Growing support for 'one-stop shops' is one response - but what can we really expect?
Most limited evidence on their operation comes from local government, and much of it from Scandinavia. Recent initiatives involving the NHS suggest onestop shops are seen as a generic public-sector panacea for addressing fragmentation and complexity in service delivery.
These initiatives include:
Healthy living centres: while the government is said to be keen to see a range of models, the bestknown examples tend to have an integrated approach, with a multiplicity of activities in one location. The West End Resource Centre in Newcastle houses a GP practice, physiotherapy, chiropody, speech therapy, health promotion, an integrated elderly care team, a rights project, a drug and alcohol support group, community room, creche, gym and family and complementary therapists.
NHS Direct and Care Direct: these are more concerned with a one-stop approach to information provision. Care Direct, to be piloted later this year, raises the opportunity to work jointly with NHS Direct. Some local authorities already have such links - Essex social services department has linked up with NHS Direct to provide a one-stop call centre for local health and social care around the clock.
Private finance initiative: although normally viewed as an NHS concern, PFI is spreading across organisational boundaries.
Last year, a link between Dudley council and Dudley Priority Health trust used PFI to build a one-stop shop providing a range of social and health services.
Long-term care charters: the second round, later this year, aims to link NHS, social care and housing agencies in a more co-ordinated, accessible way. It is likely to improve information provision via a one-stop approach.
A recent evaluation of the one-stop shop model in Swedish local government raises important issues for the UK.
One-stop shops may serve several purposes, not all mutually compatible. The main aim may be to reduce the cost of services by avoiding duplication of effort;
restructuring and possible job losses will be a feature of this approach.Where the aim is to improve service quality, this could be through providing better information in a more accessible location, or encouraging staff to represent the public in dealings with other agencies.
The Swedish approach involves establishing a new location with a new image based on the principle of accessibility. Staff have been recruited who are willing and able to develop generic skills to address the most common problems. The evaluation found staff highly motivated. Many had come from routine and narrow jobs, and no-one interviewed wished to return to these posts.
There are two basic location choices: within local shopping/ housing areas or next to the main offices of participating agencies.

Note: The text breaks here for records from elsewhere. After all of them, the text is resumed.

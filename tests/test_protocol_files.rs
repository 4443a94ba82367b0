//! Loading protocol files from disk and running what they describe.

mod common;

use std::io::Write;

use breathwork::config::{ConfigLimits, LoaderOptions, ProtocolLoader};
use breathwork::error::{BreathworkError, ConfigError, ExitCode};
use breathwork::exercise::{PhasedTimerEngine, RunStatus, TickEvent};
use breathwork::protocol::PhaseName;
use common::fixture_path;
use futures_util::StreamExt;

fn loader() -> ProtocolLoader {
    ProtocolLoader::new(LoaderOptions::default())
}

fn write_temp(contents: &str) -> tempfile::NamedTempFile {
    let mut file = tempfile::NamedTempFile::new().unwrap();
    file.write_all(contents.as_bytes()).unwrap();
    file
}

#[test]
fn square_fixture_loads_with_aliases() {
    let result = loader().load(&fixture_path("square.yaml")).unwrap();
    let protocol = &result.plan.protocol;

    assert!(result.warnings.is_empty());
    assert_eq!(protocol.name(), "square-2");
    assert_eq!(protocol.title(), "Quick square");
    assert_eq!(result.plan.total_cycles, 2);
    assert_eq!(protocol.phase(3).unwrap().name, PhaseName::HoldAfterExhale);
    assert!(protocol.phases().iter().all(|p| p.duration_seconds == 2));
}

#[test]
fn zero_duration_fixture_reports_all_errors() {
    let err = loader().load(&fixture_path("zero-duration.yaml")).unwrap_err();
    let ConfigError::ValidationError { errors, .. } = &err else {
        panic!("expected validation error, got {err:?}");
    };
    let paths: Vec<&str> = errors.iter().map(|e| e.path.as_str()).collect();
    assert!(paths.contains(&"protocol.cycles"));
    assert!(paths.contains(&"protocol.phases[1].duration"));
    assert!(paths.contains(&"protocol.phases[2].duration"));
    assert_eq!(
        BreathworkError::from(err).exit_code(),
        ExitCode::CONFIG_ERROR
    );
}

#[test]
fn empty_phase_list_is_rejected() {
    let err = loader().load(&fixture_path("no-phases.yaml")).unwrap_err();
    assert!(matches!(err, ConfigError::ValidationError { .. }));
}

#[test]
fn unknown_field_is_a_parse_error() {
    let err = loader().load(&fixture_path("unknown-field.yaml")).unwrap_err();
    assert!(matches!(err, ConfigError::ParseError { .. }));
}

#[test]
fn long_session_only_warns() {
    let result = loader().load(&fixture_path("long-session.yaml")).unwrap();
    assert_eq!(result.warnings.len(), 2);
    assert_eq!(result.plan.total_cycles, 400);
}

#[test]
fn file_size_limit_is_enforced() {
    let file = write_temp(&format!(
        "# {}\nprotocol:\n  name: big\n  phases:\n    - phase: inhale\n      duration: 1\n",
        "x".repeat(512)
    ));
    let loader = ProtocolLoader::new(LoaderOptions {
        config_limits: ConfigLimits {
            max_file_size: 256,
            ..ConfigLimits::default()
        },
    });
    let err = loader.load(file.path()).unwrap_err();
    assert!(matches!(err, ConfigError::InvalidValue { ref field, .. } if field == "file_size"));
}

#[test]
fn phase_limit_is_enforced() {
    let mut yaml = String::from("protocol:\n  name: many\n  phases:\n");
    for _ in 0..5 {
        yaml.push_str("    - phase: inhale\n      duration: 1\n");
    }
    let file = write_temp(&yaml);
    let loader = ProtocolLoader::new(LoaderOptions {
        config_limits: ConfigLimits {
            max_phases: 4,
            ..ConfigLimits::default()
        },
    });
    assert!(matches!(
        loader.load(file.path()),
        Err(ConfigError::ValidationError { .. })
    ));
}

#[test]
fn humantime_minutes_are_whole_seconds() {
    let file = write_temp(
        "protocol:\n  name: slow\n  phases:\n    - phase: inhale\n      duration: 1m\n    - phase: exhale\n      duration: 1m 30s\n",
    );
    let result = loader().load(file.path()).unwrap();
    let durations: Vec<u32> = result
        .plan
        .protocol
        .phases()
        .iter()
        .map(|p| p.duration_seconds)
        .collect();
    assert_eq!(durations, vec![60, 90]);
    assert_eq!(result.plan.total_cycles, 1);
}

#[tokio::test(start_paused = true)]
async fn loaded_file_runs_to_completion() {
    let plan = loader().load(&fixture_path("square.yaml")).unwrap().plan;
    let engine = PhasedTimerEngine::default();
    let mut handle = engine.start_plan(&plan).unwrap();
    let ticks: Vec<TickEvent> = engine.on_tick(&mut handle).unwrap().collect().await;

    assert_eq!(ticks.len(), 16);
    let last = ticks.last().unwrap();
    assert_eq!(last.status, RunStatus::Completed);
    assert_eq!((last.cycle_index, last.phase_index), (1, 3));
}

Each has advantages and disadvantages, with the former leading to a closer link with the public and the latter retaining more influence with the mainstream agencies.

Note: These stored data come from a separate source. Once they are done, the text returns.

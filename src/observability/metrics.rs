//! Metrics collection for `breathwork`.
//!
//! Prometheus-compatible metrics with label cardinality protection and typed
//! convenience functions. Without an installed recorder every function here
//! is a no-op.

use std::sync::atomic::{AtomicBool, Ordering};

use metrics::{counter, describe_counter, describe_gauge, gauge};
use metrics_exporter_prometheus::PrometheusBuilder;

use crate::error::BreathworkError;
use crate::protocol::PhaseName;
use crate::protocol::catalog;

/// Guard to prevent double-initialization of the metrics recorder.
static METRICS_INITIALIZED: AtomicBool = AtomicBool::new(false);

/// Label used for protocols loaded from user files.
const CUSTOM_PROTOCOL_LABEL: &str = "__custom__";

/// Sanitizes a protocol name for use as a metrics label.
///
/// Built-in names pass through; anything from a user file is bucketed so a
/// directory of protocol files cannot blow up label cardinality.
#[must_use]
pub fn sanitize_protocol_label(name: &str) -> &str {
    if catalog::find_protocol(name).is_some() {
        name
    } else {
        CUSTOM_PROTOCOL_LABEL
    }
}

/// Initializes the global metrics recorder.
///
/// When `port` is `Some`, a Prometheus HTTP listener is started on
/// `127.0.0.1:<port>`. When `None`, the recorder is installed without an
/// HTTP endpoint.
///
/// # Errors
///
/// Returns `BreathworkError::Io` if the recorder or HTTP listener cannot be
/// installed (e.g. port already in use).
pub fn init_metrics(port: Option<u16>) -> Result<(), BreathworkError> {
    if METRICS_INITIALIZED.swap(true, Ordering::SeqCst) {
        tracing::debug!("metrics already initialized, skipping");
        return Ok(());
    }
    port.map_or_else(
        || PrometheusBuilder::new().install_recorder().map(|_| ()),
        |p| {
            PrometheusBuilder::new()
                .with_http_listener(([127, 0, 0, 1], p))
                .install()
        },
    )
    .map_err(|e| BreathworkError::Io(std::io::Error::other(e.to_string())))?;

    describe_metrics();
    Ok(())
}

/// Registers metric descriptions with the global recorder.
fn describe_metrics() {
    describe_counter!(
        "breathwork_runs_started_total",
        "Total number of exercise runs started"
    );
    describe_counter!(
        "breathwork_runs_finished_total",
        "Total number of exercise runs finished, by outcome"
    );
    describe_counter!("breathwork_ticks_total", "Total number of ticks delivered");
    describe_counter!(
        "breathwork_phase_entries_total",
        "Total number of phase boundaries crossed"
    );
    describe_gauge!("breathwork_run_active", "Whether an exercise is running");
}

/// Records a started run.
pub fn record_run_started(protocol: &str) {
    counter!(
        "breathwork_runs_started_total",
        "protocol" => sanitize_protocol_label(protocol).to_owned()
    )
    .increment(1);
    gauge!("breathwork_run_active").set(1.0);
}

/// Records a delivered tick.
pub fn record_tick() {
    counter!("breathwork_ticks_total").increment(1);
}

/// Records entry into a phase.
pub fn record_phase_entered(phase: PhaseName) {
    counter!("breathwork_phase_entries_total", "phase" => phase.as_str()).increment(1);
}

/// Records a finished run; `outcome` is `"completed"` or `"cancelled"`.
pub fn record_run_finished(outcome: &'static str) {
    counter!("breathwork_runs_finished_total", "outcome" => outcome).increment(1);
    gauge!("breathwork_run_active").set(0.0);
}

Also important is the extent to which the one-stop shop should be confined to 'routine' cases, and where the cut-off point to more complex cases is to be determined.

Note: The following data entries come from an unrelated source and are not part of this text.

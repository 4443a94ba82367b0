//! `breathwork` - guided breathing exercises in the terminal

use std::sync::atomic::{AtomicBool, Ordering};

use clap::Parser;
use tokio_util::sync::CancellationToken;

use breathwork::cli::args::Cli;
use breathwork::cli::commands;
use breathwork::error::{BreathworkError, ExitCode};
use breathwork::observability::{LogFormat, init_logging};

/// Set when the exercise was stopped by SIGTERM rather than Ctrl+C.
static TERMINATED: AtomicBool = AtomicBool::new(false);

#[tokio::main]
async fn main() {
    let cli = Cli::parse();

    if !cli.quiet {
        init_logging(LogFormat::for_output(cli.output_format()), cli.verbose, cli.color);
    }

    let cancel = CancellationToken::new();

    // First signal stops the exercise cleanly, a second one forces exit
    let signal_cancel = cancel.clone();
    tokio::spawn(async move {
        tokio::select! {
            _ = tokio::signal::ctrl_c() => {}
            () = terminate_signal() => TERMINATED.store(true, Ordering::SeqCst),
        }
        signal_cancel.cancel();

        tokio::select! {
            _ = tokio::signal::ctrl_c() => std::process::exit(ExitCode::INTERRUPTED),
            () = terminate_signal() => std::process::exit(ExitCode::TERMINATED),
        }
    });

    let result = commands::dispatch(cli, cancel).await;

    match result {
        Ok(()) => std::process::exit(ExitCode::SUCCESS),
        Err(BreathworkError::Interrupted) if TERMINATED.load(Ordering::SeqCst) => {
            std::process::exit(ExitCode::TERMINATED);
        }
        Err(BreathworkError::Interrupted) => std::process::exit(ExitCode::INTERRUPTED),
        Err(e) => {
            eprintln!("error: {e}");
            std::process::exit(e.exit_code());
        }
    }
}

#[cfg(unix)]
async fn terminate_signal() {
    use tokio::signal::unix::{SignalKind, signal};

    match signal(SignalKind::terminate()) {
        Ok(mut sigterm) => {
            sigterm.recv().await;
        }
        Err(e) => {
            tracing::warn!(error = %e, "failed to register SIGTERM handler");
            std::future::pending::<()>().await;
        }
    }
}

#[cfg(not(unix))]
async fn terminate_signal() {
    std::future::pending::<()>().await;
}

In principle there is no reason why the approach should not be deployed for specialist services or groups of services in a locality. It may be more appropriate to think of 'first-stop' and 'second-stop' shops.
Perhaps the most important - yet unsurprising - finding of the Swedish evaluation is evidence of resistance from mainstream organisations to 'encroachment'.
Staff expressed frustration at being unable to meet citizens' needs because of the poor relationship between the various agencies, and overall one-stop shops seem to have been 'add-ons' to existing structures, rather than the realignment of public services originally envisaged. It is a familiar tale in the history of partnership working in the UK.
If the emerging enthusiasm for one-stop shops over here is to avoid Sweden's 'add-on' fate, it should address underlying issues of partnership working. These include: investing in information technology to provide an integrated service; appropriately recruited and trained staff; cross-professional training of all staff; formal monitoring and review; and a willingness by mainstream organisations to concede power to one-stop shop staff. Anything less will result in it being judged little more than a third-way gimmick.
1 Gaster L, Rutqvist H. Changing The 'Front-Line' to Meet Citizen Needs. Local Government Studies 2000; 26: (2): 53-70.